In this example, since there are three outputs, each input is split into 3 equal streams using the distribution splitters. Each split input signal (e.g., v1 in Fig. 2b) then goes through another splitter called the weight splitter, which outputs the product of the split input and the weight value (e.g., v2). Next, each {split input, weight} product is converted to an electrical signal (v3) to participate in the analog accumulation operation (v4). Since weights can be positive or negative, the output of a weight splitter is connected to two PDs with opposite polarities (Fig. 2c). The sign bit of the weight is used to control the switches connected to the PDs: when PD+ is connected, current will flow downward along a copper wire to add to the final result; otherwise, current will flow upward and be subtracted from the accumulation result. The final accumulation result passes through an electrical current amplifier (*E\_amplifier*) (v5), which is used to compensate for: (1) the input split fraction; (2) EtoO/OtoE conversion efficiency losses (EtoO\_loss and OtoE\_loss); and (3) other optical losses (coupling\_loss and splitter\_loss). The E\_amplifier also performs the ReLU function, one of the most common activation functions in deep neural networks (DNNs), because a positive input current will result in a proportional amplified output, while a negative input will generate no current at the output. Finally, the output of each amplifier is passed through a TL to generate an optical output of this layer (e.g., out<sub>1</sub>). Note that, the output values are bounded by the maximum power value that a TL can generate (1 mW in our current design). If the actual value exceeds this bound, it simply represents an overflow situation where the value is truncated, similar to digital implementations.

**Generalized Structure.** A general crossbar design with M inputs and N outputs is shown in Fig. 3. The underlying idea is similar to the FC layer example. One difference is that, if the number of outputs is large (e.g., >= 4), then one or more trees of splitters are used to distribute one input to participate in the computations of multiple outputs. This is necessary to achieve balanced splitter variations across all columns. Otherwise, if serial distributed to farther columns will encounter higher variations that are cumulative of all previous splitters, and such a cumulative effect is severe because the number of outputs in a DL workload is typically quite large.



Figure 2: (a) A FC layer example. (b) The hybrid MAC circuit structure corresponding to (a). (c) The *OtoE* block in (b).



Figure 3: The generalized hybrid MAC crossbar design (same legend as Fig. 2b). The TLs are not needed in the last layer.

The largest number of splits that can be applied to a single input is limited by the PD's sensitivity – i.e., the minimal optical input power required for the PD to correctly sense the data. In our design, the maximum number of input splits is 64, which ensures that the smallest absolute values of all possible {split input, weight} products are greater than the PD's sensitivity requirement.

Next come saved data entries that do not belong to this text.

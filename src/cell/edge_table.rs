// SPDX-License-Identifier: MIT
//
// Copyright (c) 2025 Alexandre Severino
//
// Permission is hereby granted, free of charge, to any person obtaining a copy
// of this software and associated documentation files (the "Software"), to deal
// in the Software without restriction, including without limitation the rights
// to use, copy, modify, merge, publish, distribute, sublicense, and/or sell
// copies of the Software, and to permit persons to whom the Software is
// furnished to do so, subject to the following conditions:
//
// The above copyright notice and this permission notice shall be included in
// all copies or substantial portions of the Software.
//
// THE SOFTWARE IS PROVIDED "AS IS", WITHOUT WARRANTY OF ANY KIND, EXPRESS OR
// IMPLIED, INCLUDING BUT NOT LIMITED TO THE WARRANTIES OF MERCHANTABILITY,
// FITNESS FOR A PARTICULAR PURPOSE AND NONINFRINGEMENT. IN NO EVENT SHALL THE
// AUTHORS OR COPYRIGHT HOLDERS BE LIABLE FOR ANY CLAIM, DAMAGES OR OTHER
// LIABILITY, WHETHER IN AN ACTION OF CONTRACT, TORT OR OTHERWISE, ARISING FROM,
// OUT OF OR IN CONNECTION WITH THE SOFTWARE OR THE USE OR OTHER DEALINGS IN THE
// SOFTWARE.

use ahash::AHashMap;

use crate::{cell::faces::FaceList, geometry::canonical_edge::CanonicalEdge};

/// Undirected edges of a face list, numbered in order of first appearance.
#[derive(Debug, Clone, Default)]
pub struct EdgeTable {
    index: AHashMap<CanonicalEdge, usize>,
    edges: Vec<CanonicalEdge>,
    /// Number of faces using each edge.
    uses: Vec<usize>,
}

impl EdgeTable {
    pub fn new() -> Self {
        Self::default()
    }

    /// Walks every face boundary, including the closing edge.
    pub fn from_faces(faces: &FaceList) -> Self {
        let mut table = EdgeTable::new();
        for face in faces.iter() {
            let n = face.len();
            for i in 0..n {
                table.insert(face[i], face[(i + 1) % n]);
            }
        }
        log::trace!("generated {} edges from {} faces", table.len(), faces.len());
        table
    }

    /// Records one use of edge `a`-`b` and returns its index.
    pub fn insert(&mut self, a: usize, b: usize) -> usize {
        let edge = CanonicalEdge::new(a, b);
        let next = self.edges.len();
        let id = *self.index.entry(edge).or_insert(next);
        if id == next {
            self.edges.push(edge);
            self.uses.push(0);
        }
        self.uses[id] += 1;
        id
    }

    pub fn edge_id(&self, a: usize, b: usize) -> Option<usize> {
        self.index.get(&CanonicalEdge::new(a, b)).copied()
    }

    pub fn get(&self, id: usize) -> Option<[usize; 2]> {
        self.edges.get(id).map(CanonicalEdge::as_array)
    }

    pub fn uses(&self, id: usize) -> usize {
        self.uses.get(id).copied().unwrap_or(0)
    }

    pub fn use_counts(&self) -> &[usize] {
        &self.uses
    }

    /// First edge not shared by exactly two faces, with its use count.
    pub fn first_non_manifold(&self) -> Option<([usize; 2], usize)> {
        self.edges
            .iter()
            .zip(&self.uses)
            .find(|(_, uses)| **uses != 2)
            .map(|(e, &uses)| (e.as_array(), uses))
    }

    pub fn iter(&self) -> impl Iterator<Item = [usize; 2]> + '_ {
        self.edges.iter().map(CanonicalEdge::as_array)
    }

    pub fn len(&self) -> usize {
        self.edges.len()
    }

    pub fn is_empty(&self) -> bool {
        self.edges.is_empty()
    }
}
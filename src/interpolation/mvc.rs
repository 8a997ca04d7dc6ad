// SPDX-License-Identifier: MIT
//
// Copyright (c) 2025 Alexandre Severino
//
// Permission is hereby granted, free of charge, to any person obtaining a copy
// of this software and associated documentation files (the "Software"), to deal
// in the Software without restriction, including without limitation the rights
// to use, copy, modify, merge, publish, distribute, sublicense, and/or sell
// copies of the Software, and to permit persons to whom the Software is
// furnished to do so, subject to the following conditions:
//
// The above copyright notice and this permission notice shall be included in
// all copies or substantial portions of the Software.
//
// THE SOFTWARE IS PROVIDED "AS IS", WITHOUT WARRANTY OF ANY KIND, EXPRESS OR
// IMPLIED, INCLUDING BUT NOT LIMITED TO THE WARRANTIES OF MERCHANTABILITY,
// FITNESS FOR A PARTICULAR PURPOSE AND NONINFRINGEMENT. IN NO EVENT SHALL THE
// AUTHORS OR COPYRIGHT HOLDERS BE LIABLE FOR ANY CLAIM, DAMAGES OR OTHER
// LIABILITY, WHETHER IN AN ACTION OF CONTRACT, TORT OR OTHERWISE, ARISING FROM,
// OUT OF OR IN CONNECTION WITH THE SOFTWARE OR THE USE OR OTHER DEALINGS IN THE
// SOFTWARE.

//! Mean value coordinates for points against a closed triangle mesh.
//!
//! Each boundary triangle is projected onto the unit sphere around the query
//! point and contributes to the weights of its three corners through the
//! spherical angles of its edges. Weights are normalized to sum to one.

use crate::{
    geometry::{aabb::Aabb, point::Point3, vector::Vector3},
    interpolation::{InterpolationError, Triangles},
    numeric::scalar::{Scalar, ScalarType},
};

/// Weights of `x` with respect to `points`, one per point.
///
/// An empty point set yields empty weights without looking at the
/// triangles.
///
/// `x` snaps to a vertex within `mvc_tolerance()` times the diagonal of the
/// points' bounding box. The edge and face cases compare spherical angles
/// against `mvc_tolerance()` directly; the face angle deficit shrinks with
/// the square of the distance to the face, so points closer than roughly
/// `sqrt(mvc_tolerance())` times their distance to the face corners get the
/// planar weights of that face.
pub fn compute_weights<'a, T: Scalar>(
    x: &Point3<T>,
    points: &[Point3<T>],
    triangles: impl Into<Triangles<'a>>,
) -> Result<Vec<T>, InterpolationError> {
    let mut weights = vec![T::zero(); points.len()];
    compute_weights_into(x, points, triangles, &mut weights)?;
    Ok(weights)
}

/// Same as [`compute_weights`], writing into `weights`, which must hold
/// exactly one value per point.
pub fn compute_weights_into<'a, T: Scalar>(
    x: &Point3<T>,
    points: &[Point3<T>],
    triangles: impl Into<Triangles<'a>>,
    weights: &mut [T],
) -> Result<(), InterpolationError> {
    if weights.len() != points.len() {
        return Err(InterpolationError::WeightBufferSize {
            expected: points.len(),
            actual: weights.len(),
        });
    }
    if points.is_empty() {
        return Ok(());
    }
    let triangles = triangles.into();
    triangles.validate(points.len())?;

    weights.fill(T::zero());
    let eps = T::mvc_tolerance();
    // vertex coincidence is a length, so it scales with the mesh
    let snap = eps * mesh_scale(points);

    let mut units: Vec<Vector3<T>> = Vec::with_capacity(points.len());
    let mut dists: Vec<T> = Vec::with_capacity(points.len());
    for (i, p) in points.iter().enumerate() {
        let v = p - x;
        let d = v.norm();
        if d < snap {
            weights[i] = T::one();
            return Ok(());
        }
        units.push(v * (T::one() / d));
        dists.push(d);
    }

    let two = T::two();
    let pi = T::PI();
    for tri in triangles.iter() {
        let u = tri.map(|i| units[i]);
        let d = tri.map(|i| dists[i]);

        // theta[i] is the spherical length of the edge opposite corner i
        let theta = [(1, 2), (2, 0), (0, 1)].map(|(a, b)| {
            let l = (u[a] - u[b]).norm();
            two * (l / two).min(T::one()).asin()
        });

        if let Some(j) = theta.iter().position(|&t| pi - t < eps) {
            // x lies on the edge opposite corner j
            let (a, b) = ((j + 1) % 3, (j + 2) % 3);
            let total = d[a] + d[b];
            weights.fill(T::zero());
            weights[tri[a]] = d[b] / total;
            weights[tri[b]] = d[a] / total;
            return Ok(());
        }

        let h = (theta[0] + theta[1] + theta[2]) / two;
        if pi - h < eps {
            // x lies inside this triangle: planar barycentric weights
            weights.fill(T::zero());
            let w = [
                theta[0].sin() * d[1] * d[2],
                theta[1].sin() * d[2] * d[0],
                theta[2].sin() * d[0] * d[1],
            ];
            let sum = w[0] + w[1] + w[2];
            for k in 0..3 {
                weights[tri[k]] = w[k] / sum;
            }
            return Ok(());
        }

        let sin = theta.map(|t| t.sin());
        if sin.iter().any(|s| s.abs() < eps) {
            continue;
        }

        let c: [T; 3] = std::array::from_fn(|i| {
            let (next, prev) = ((i + 1) % 3, (i + 2) % 3);
            two * h.sin() * (h - theta[i]).sin() / (sin[next] * sin[prev]) - T::one()
        });

        let det = u[0].dot(&u[1].cross(&u[2]));
        let sign = if det < T::zero() { -T::one() } else { T::one() };
        let s = c.map(|ci| sign * (T::one() - ci * ci).max(T::zero()).sqrt());
        if s.iter().any(|si| si.abs() < eps) {
            // x is on the plane of this triangle but outside it
            continue;
        }

        for i in 0..3 {
            let (next, prev) = ((i + 1) % 3, (i + 2) % 3);
            weights[tri[i]] = weights[tri[i]]
                + (theta[i] - c[next] * theta[prev] - c[prev] * theta[next])
                    / (d[i] * sin[next] * s[prev]);
        }
    }

    let sum: T = weights.iter().copied().sum();
    if sum == T::zero() || !sum.is_finite() {
        log::warn!("mean value weights do not normalize (sum {sum:?})");
        return Ok(());
    }
    let inv = T::one() / sum;
    weights.iter_mut().for_each(|w| *w = *w * inv);
    Ok(())
}

/// Diagonal of the bounding box of `points`, or one for a box with no
/// extent.
fn mesh_scale<T: Scalar>(points: &[Point3<T>]) -> T {
    match Aabb::from_points(points) {
        Some(b) if b.diagonal_length() > T::zero() => b.diagonal_length(),
        _ => T::one(),
    }
}

/// Point storage whose scalar type is only known at runtime.
#[derive(Debug, Clone, Copy)]
pub enum PointArray<'a> {
    Float(&'a [Point3<f32>]),
    Double(&'a [Point3<f64>]),
}

impl PointArray<'_> {
    pub fn scalar_type(&self) -> ScalarType {
        match self {
            PointArray::Float(_) => ScalarType::Float,
            PointArray::Double(_) => ScalarType::Double,
        }
    }

    pub fn len(&self) -> usize {
        match self {
            PointArray::Float(p) => p.len(),
            PointArray::Double(p) => p.len(),
        }
    }

    pub fn is_empty(&self) -> bool {
        self.len() == 0
    }
}

#[derive(Debug, Clone, PartialEq)]
pub enum WeightArray {
    Float(Vec<f32>),
    Double(Vec<f64>),
}

impl WeightArray {
    pub fn len(&self) -> usize {
        match self {
            WeightArray::Float(w) => w.len(),
            WeightArray::Double(w) => w.len(),
        }
    }

    pub fn is_empty(&self) -> bool {
        self.len() == 0
    }
}

/// Dynamically typed form of [`compute_weights`]: weights are produced in
/// `requested`, which must be a floating type matching the points.
pub fn compute_weights_for_array<'a>(
    x: [f64; 3],
    points: &PointArray<'_>,
    triangles: impl Into<Triangles<'a>>,
    requested: ScalarType,
) -> Result<WeightArray, InterpolationError> {
    if !requested.is_floating() || requested != points.scalar_type() {
        return Err(InterpolationError::UnsupportedScalarType {
            requested,
            points: points.scalar_type(),
        });
    }
    match points {
        PointArray::Float(p) => {
            let x = Point3::new(x).cast::<f32>();
            compute_weights(&x, p, triangles).map(WeightArray::Float)
        }
        PointArray::Double(p) => {
            compute_weights(&Point3::new(x), p, triangles).map(WeightArray::Double)
        }
    }
}

#[cfg(test)]
mod tests {
    use super::*;

    fn tetra() -> (Vec<Point3<f64>>, Vec<[usize; 3]>) {
        let points = vec![
            Point3::<f64>::new([0.0, 0.0, 0.0]),
            Point3::<f64>::new([1.0, 0.0, 0.0]),
            Point3::<f64>::new([0.0, 1.0, 0.0]),
            Point3::<f64>::new([0.0, 0.0, 1.0]),
        ];
        let tris = vec![[0, 2, 1], [0, 1, 3], [1, 2, 3], [2, 0, 3]];
        (points, tris)
    }

    #[test]
    fn tetra_weights_are_barycentric() {
        let (points, tris) = tetra();
        let x = Point3::<f64>::new([0.1, 0.2, 0.3]);
        let w = compute_weights(&x, &points, &tris).unwrap();
        let expected = [0.4, 0.1, 0.2, 0.3];
        for (a, b) in w.iter().zip(expected) {
            assert!((a - b).abs() < 1e-9, "{w:?}");
        }
    }

    #[test]
    fn on_edge_and_on_face() {
        let (points, tris) = tetra();
        let w = compute_weights(&Point3::<f64>::new([0.25, 0.0, 0.0]), &points, &tris).unwrap();
        assert!((w[0] - 0.75).abs() < 1e-12 && (w[1] - 0.25).abs() < 1e-12, "{w:?}");
        assert_eq!(w[2] + w[3], 0.0);

        let w = compute_weights(&Point3::<f64>::new([0.25, 0.25, 0.0]), &points, &tris).unwrap();
        assert!((w[0] - 0.5).abs() < 1e-9, "{w:?}");
        assert!((w[1] - 0.25).abs() < 1e-9 && (w[2] - 0.25).abs() < 1e-9);
        assert_eq!(w[3], 0.0);
    }

    #[test]
    fn type_checks() {
        let (points, tris) = tetra();
        let array = PointArray::Double(&points);
        let w = compute_weights_for_array([0.1, 0.1, 0.1], &array, &tris, ScalarType::Double);
        assert!(matches!(w, Ok(WeightArray::Double(ref v)) if v.len() == 4));
        assert_eq!(
            compute_weights_for_array([0.1, 0.1, 0.1], &array, &tris, ScalarType::Float),
            Err(InterpolationError::UnsupportedScalarType {
                requested: ScalarType::Float,
                points: ScalarType::Double,
            })
        );
    }
}
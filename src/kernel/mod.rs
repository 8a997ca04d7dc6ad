// SPDX-License-Identifier: MIT
//
// Copyright (c) 2025 Alexandre Severino
//
// Permission is hereby granted, free of charge, to any person obtaining a copy
// of this software and associated documentation files (the "Software"), to deal
// in the Software without restriction, including without limitation the rights
// to use, copy, modify, merge, publish, distribute, sublicense, and/or sell
// copies of the Software, and to permit persons to whom the Software is
// furnished to do so, subject to the following conditions:
//
// The above copyright notice and this permission notice shall be included in
// all copies or substantial portions of the Software.
//
// THE SOFTWARE IS PROVIDED "AS IS", WITHOUT WARRANTY OF ANY KIND, EXPRESS OR
// IMPLIED, INCLUDING BUT NOT LIMITED TO THE WARRANTIES OF MERCHANTABILITY,
// FITNESS FOR A PARTICULAR PURPOSE AND NONINFRINGEMENT. IN NO EVENT SHALL THE
// AUTHORS OR COPYRIGHT HOLDERS BE LIABLE FOR ANY CLAIM, DAMAGES OR OTHER
// LIABILITY, WHETHER IN AN ACTION OF CONTRACT, TORT OR OTHERWISE, ARISING FROM,
// OUT OF OR IN CONNECTION WITH THE SOFTWARE OR THE USE OR OTHER DEALINGS IN THE
// SOFTWARE.

pub mod orientation;
pub mod tetra;
pub mod triangle;
impl<T: Scalar> Cell3D<T> for CanonicalPolyhedron<T> {
    fn number_of_points(&self) -> usize {
        self.points.len()
    }

    fn number_of_edges(&self) -> usize {
        self.edges().len()
    }

    fn number_of_faces(&self) -> usize {
        self.faces.len()
    }

    fn edge(&self, i: usize) -> Option<Line<T>> {
        let [a, b] = self.edges().get(i)?;
        let globals = self.point_map.globals();
        Some(Line {
            point_ids: [globals[a], globals[b]],
            points: [self.points[a], self.points[b]],
        })
    }

    fn face(&self, i: usize) -> Option<Polygon<T>> {
        let local = self.faces.get(i)?;
        Some(Polygon {
            point_ids: self.global_faces.get(i)?.to_vec(),
            points: local.iter().map(|&k| self.points[k]).collect(),
        })
    }

    fn evaluate_position(&self, x: &Point3<T>) -> Result<CellPosition<T>, CellError> {
        CanonicalPolyhedron::evaluate_position(self, x)
    }

    fn evaluate_location(&self, weights: &[T]) -> Point3<T> {
        CanonicalPolyhedron::evaluate_location(self, weights)
    }

    fn interpolate_functions(&self, pcoords: &[T; 3]) -> Result<Vec<T>, CellError> {
        CanonicalPolyhedron::interpolate_functions(self, pcoords)
    }

    fn interpolate_derivs(&self, pcoords: &[T; 3]) -> Result<Vec<T>, CellError> {
        CanonicalPolyhedron::interpolate_derivs(self, pcoords)
    }

    fn parametric_center(&self) -> [T; 3] {
        [T::half(); 3]
    }
}

#[cfg(test)]
mod tests {
    use super::*;

    fn cube() -> (Vec<Point3<f64>>, Vec<usize>) {
        let points = (0..8)
            .map(|i| Point3::<f64>::new([(i & 1) as f64, ((i >> 1) & 1) as f64, ((i >> 2) & 1) as f64]))
            .collect();
        let faces = vec![
            6, 4, 0, 2, 3, 1, 4, 4, 5, 7, 6, 4, 0, 1, 5, 4, 4, 2, 6, 7, 3, 4, 0, 4, 6, 2, 4, 1, 3,
            7, 5,
        ];
        (points, faces)
    }

    #[test]
    fn centroid_fan_covers_cube() {
        let (points, faces) = cube();
        let mut cell = Polyhedron::new();
        cell.set_faces(&faces);
        let cell = cell.freeze(&points).unwrap();

        assert!((cell.volume() - 1.0).abs() < 1e-12);
        let tets = cell.triangulate().unwrap();
        assert_eq!(tets.len(), 12);
        assert_eq!(tets.apex, Some(8));
        assert_eq!(tets.cell_points, 8);
        assert!((tets.volume() - 1.0).abs() < 1e-12);
        assert!(tets.iter().all(|t| t.signed_volume() > 0.0));
    }

    #[test]
    fn apex_value_is_interpolated() {
        let (points, faces) = cube();
        let mut cell = Polyhedron::new();
        cell.set_faces(&faces);
        let cell = cell.freeze(&points).unwrap();
        let tets = cell.triangulate().unwrap();

        // f = x at the cube corners, in local order
        let values: Vec<f64> = cell.points().iter().map(|p| p[0]).collect();
        assert_eq!(tets.value_at(3, &values, 1, 0), cell.points()[3][0]);
        assert!((tets.value_at(8, &values, 1, 0) - 0.5).abs() < 1e-9);
    }
}
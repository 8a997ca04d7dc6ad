// SPDX-License-Identifier: MIT
//
// Copyright (c) 2025 Alexandre Severino
//
// Permission is hereby granted, free of charge, to any person obtaining a copy
// of this software and associated documentation files (the "Software"), to deal
// in the Software without restriction, including without limitation the rights
// to use, copy, modify, merge, publish, distribute, sublicense, and/or sell
// copies of the Software, and to permit persons to whom the Software is
// furnished to do so, subject to the following conditions:
//
// The above copyright notice and this permission notice shall be included in
// all copies or substantial portions of the Software.
//
// THE SOFTWARE IS PROVIDED "AS IS", WITHOUT WARRANTY OF ANY KIND, EXPRESS OR
// IMPLIED, INCLUDING BUT NOT LIMITED TO THE WARRANTIES OF MERCHANTABILITY,
// FITNESS FOR A PARTICULAR PURPOSE AND NONINFRINGEMENT. IN NO EVENT SHALL THE
// AUTHORS OR COPYRIGHT HOLDERS BE LIABLE FOR ANY CLAIM, DAMAGES OR OTHER
// LIABILITY, WHETHER IN AN ACTION OF CONTRACT, TORT OR OTHERWISE, ARISING FROM,
// OUT OF OR IN CONNECTION WITH THE SOFTWARE OR THE USE OR OTHER DEALINGS IN THE
// SOFTWARE.

pub mod degeneracy;
pub mod exact;
pub mod scalar;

If the number of outputs is greater than 64, additional amplifiers (the *O\_amplifiers* in Fig. 3) are inserted so that the inputs can be distributed to the rest of the crossbar columns. The *O\_amplifier* consists of a PD (or TL) for OtoE conversion, an E\_amplifier, and a TL for EtoO conversion.

#### 3.3 Whole Accelerator Design

Multiple hybrid MAC circuits are integrated to implement a DL accelerator (Fig. 4). The most efficient implementation is to use one crossbar-like structure to calculate the outputs of one DNN layer.



Figure 4: Overview of our hybrid DL accelerator design.

Then the outputs of a crossbar are routed to the inputs of the next crossbar to execute multiple layers of a DNN. Moreover, to minimize routing complexity, the crossbars can be oriented as shown in Fig. 4 so that the waveguide distances between the crossbars implementing any adjacent DNN layers are minimized. If it is not possible to use one hybrid MAC crossbar to implement each DNN layer (e.g., due to cost constraints), intermediate results of the crossbars need to be stored/re-fetched to/from memory. Fortunately, given the fast computation speed, and since the main elements in the hybrid MAC circuit are passive splitters/low-power ring resonators and low-cost PDs, it is practical to build large hybrid MAC crossbars to minimize memory access overheads.

The input interface of the accelerator consists of the input memory which stores the inputs of a DL workload, DACs (digital-toanalog converters), and TLs to convert electrical inputs to optical signals. The outputs of the accelerator drive the ADCs (analogto-digital converters) to generate digital signals, which are subsequently written back to the output memory. The weight values of a DNN (stored in the configuration memory) control the split ratios of weight splitters/ring resonators and the switches of the PDs.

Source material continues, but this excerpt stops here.